Que la traque commence

26 2 0
                                    

— Ravie que tu sois de retour. Je suis en retard pour Yezajia. Je lirai le rapport de Rune plus tard.

Wanda file à toute vitesse pour récupérer une arme. Elle a pris l'habitude de se rendre à l'école les mains vides, comptant sur sa magie, mais des choses se trament dans l'ombre. Elle pressent l'aube d'une nouvelle ère à Yezajia et elle n'aimerait pas tomber des nues quand de terribles révélations seront faites au mauvais moment. Elle préfère prendre avec un poignard qu'elle glissera sous son manteau afin que nul ne se doute de ses suspicions. Caedmon lui a rapporté d'étranges conversations entre les élèves, des sujets sombres et délicats que de jeunes gens ne devraient pas aborder. Elle flaire l'orage au loin. Cependant, Dahlia lui emboîte le pas avec un air gêné sur le visage. Elle l'aperçoit tout de suite et s'enquiert :

— Rassure-moi, la mission s'est-elle bien déroulée, au moins ? 

Et elle discerne également un léger rebond dans la démarche de son amie, de quoi attiser ses questionnements. Wanda se stoppe net et la dévisage, cherchant ce que peut causer son boitillement. Dahlia lui en est reconnaissante. La douleur tiraille à grandes peines sa cuisse.

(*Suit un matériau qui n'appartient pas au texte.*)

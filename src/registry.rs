// SPDX-License-Identifier: AGPL-3.0-or-later
//
// Copyright (C) 2025 Daniel Negri
//
// This program is free software: you can redistribute it and/or modify
// it under the terms of the GNU Affero General Public License as published by
// the Free Software Foundation, either version 3 of the License, or
// (at your option) any later version.
//
// This program is distributed in the hope that it will be useful,
// but WITHOUT ANY WARRANTY; without even the implied warranty of
// MERCHANTABILITY or FITNESS FOR A PARTICULAR PURPOSE. See the
// GNU Affero General Public License for more details.
//
// You should have received a copy of the GNU Affero General Public License
// along with this program. If not, see <https://www.gnu.org/licenses/>.

//! Thread-safe unique-key index.
//!
//! Backs the store-level uniqueness constraints: vendor emails globally,
//! product and customer names per vendor. Claims are atomic, so two
//! concurrent creates with the same name cannot both succeed.

use dashmap::DashMap;
use dashmap::mapref::entry::Entry;
use std::hash::Hash;

/// An index that hands out each key at most once.
///
/// Uses the [`DashMap`] entry API for atomic check-and-insert; a claim either
/// takes the key or observes the existing owner, never both.
#[derive(Debug)]
pub(crate) struct UniqueIndex<K, V> {
    entries: DashMap<K, V>,
}

impl<K, V> UniqueIndex<K, V>
where
    K: Eq + Hash,
    V: Copy,
{
    pub fn new() -> Self {
        Self {
            entries: DashMap::new(),
        }
    }

    /// Claims `key` for `value`. Returns `false` if the key is already taken.
    pub fn claim(&self, key: K, value: V) -> bool {
        match self.entries.entry(key) {
            Entry::Occupied(_) => false,
            Entry::Vacant(entry) => {
                entry.insert(value);
                true
            }
        }
    }

    /// Releases a previously claimed key.
    pub fn release(&self, key: &K) -> Option<V> {
        self.entries.remove(key).map(|(_, value)| value)
    }

    /// Moves a claim from `old` to `new`. Returns `false` (and leaves the old
    /// claim in place) if `new` is already taken.
    pub fn reclaim(&self, old: &K, new: K, value: V) -> bool {
        if *old == new {
            return true;
        }
        if !self.claim(new, value) {
            return false;
        }
        self.release(old);
        true
    }
}

impl<K, V> Default for UniqueIndex<K, V>
where
    K: Eq + Hash,
    V: Copy,
{
    fn default() -> Self {
        Self::new()
    }
}

#[cfg(test)]
mod tests {
    use super::*;

    #[test]
    fn claim_rejects_duplicates() {
        let index: UniqueIndex<(u32, String), u32> = UniqueIndex::new();
        assert!(index.claim((1, "arroz".to_string()), 10));
        assert!(!index.claim((1, "arroz".to_string()), 11));
        // Same name under a different scope is a different key
        assert!(index.claim((2, "arroz".to_string()), 12));
    }

    #[test]
    fn release_frees_the_key() {
        let index: UniqueIndex<(u32, String), u32> = UniqueIndex::new();
        assert!(index.claim((1, "café".to_string()), 10));
        assert_eq!(index.release(&(1, "café".to_string())), Some(10));
        assert!(index.claim((1, "café".to_string()), 11));
    }

    #[test]
    fn reclaim_moves_the_claim() {
        let index: UniqueIndex<(u32, String), u32> = UniqueIndex::new();
        assert!(index.claim((1, "pan".to_string()), 10));
        assert!(index.reclaim(&(1, "pan".to_string()), (1, "pan integral".to_string()), 10));
        // Old key is free again, new key is taken
        assert!(index.claim((1, "pan".to_string()), 11));
        assert!(!index.claim((1, "pan integral".to_string()), 12));
    }

    #[test]
    fn reclaim_to_taken_key_keeps_old_claim() {
        let index: UniqueIndex<(u32, String), u32> = UniqueIndex::new();
        assert!(index.claim((1, "pan".to_string()), 10));
        assert!(index.claim((1, "leche".to_string()), 11));
        assert!(!index.reclaim(&(1, "pan".to_string()), (1, "leche".to_string()), 10));
        // Old claim survives the failed rename
        assert!(!index.claim((1, "pan".to_string()), 12));
    }

    #[test]
    fn reclaim_same_key_is_noop() {
        let index: UniqueIndex<(u32, String), u32> = UniqueIndex::new();
        assert!(index.claim((1, "pan".to_string()), 10));
        assert!(index.reclaim(&(1, "pan".to_string()), (1, "pan".to_string()), 10));
        assert!(!index.claim((1, "pan".to_string()), 11));
    }
}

— Ne t'inquiète pas pour les rebelles. Ils ont tous été neutralisés. Tu découvrirais dans le rapport que deux groupes se tiraient entre les pattes. Le premier et le plus ancien rassemblait des membres pour se soulever contre toi, afin d'abolir la garde du nord, ce qui signifie abandonner toutes les montagnes enneigées à Mabel. Le second, plus récent, était motivé par la même cause. La lassitude de la guerre. Une simple excuse dans leur cas pour désirer la servitude auprès de Mabel.

— Tu as donc amené les prisonniers aux cachots. Ou les as-tu laissés aux mains de Rune ? 

Dahlia tique, confuse.

— Quels prisonniers ? Ils sont tous morts.

Wanda comprend aussitôt et ravale un soupir.

— J'aurais dû deviner que tu désapprouverais. Ecoute, Wanda, malgré tout le respect que je te dois et toute ma gratitude, je te le répète, ton règne est faible. Tu n'imposes pas assez de mesures, tu offres le champ libre à ce genre de révolte futile. Il faut que tu durcisses tes lois. 

— Pour devenir un tyran similaire à Mabel ? Pour en revenir à ce que mes parents instauraient à l'époque ? Mon règne, mes lois. 

— Alors, ne m'en tiens pas rigueur si je couvre tes arrières. La guerre gronde au nord. Mabel serait enchantée d'apprendre, qu'en plus des crétins qui voulaient la servir, d'autres soldats étaient prêts à te trahir pour...quoi, au juste ? Céder le nord d'Aerador afin de rentrer gentiment chez eux ? Ce sont des soldats, bon sang ! C'étaient... Tu leur as accordé le choix, qui plus est. Ils se sont enrôlés dans les montagnes de leur plein gré. Ils n'avaient aucun droit de se plaindre et d'insinuer une seule seconde que tu devrais abandonner le nord. Ils faisaient honte à la gloire d'Aerador, une menace à ta souveraineté et Mabel aurait pris trop de plaisir à embraser cette mèche. Il fallait que leurs pensées meurent avec eux. Désolée si cela te dérange à ce point. 

Wanda encaisse et hoche de la tête une poignée de secondes, piégée dans ses réflexions. Elle se dirige instinctivement à l'armurerie pour son arme. Elle est en retard, elle doit se dépêcher. Dahlia marmonne des mots incompréhensibles dans son dos. Elles ne sont jamais d'accord sur ces points fâcheux. La Princesse se concentre – trop, selon son amie – sur le respect des lois, ce qui inclue les sanctions. Elle tient à ce que le châtiment équivaut au crime commis. Une révolte dans les avant-postes, tandis que la guerre s'apprête à basculer dans un tournant inconnu et périlleux, pour donner des terres supplémentaires à Mabel... Cela méritait-il la mort ? Elle aurait pu discuter, négocier, leur suggérer de nouveaux postes ou les payer. Surtout qu'elle connaît ses méthodes. La jeune espionne ne s'est pas montrée tendre avec eux.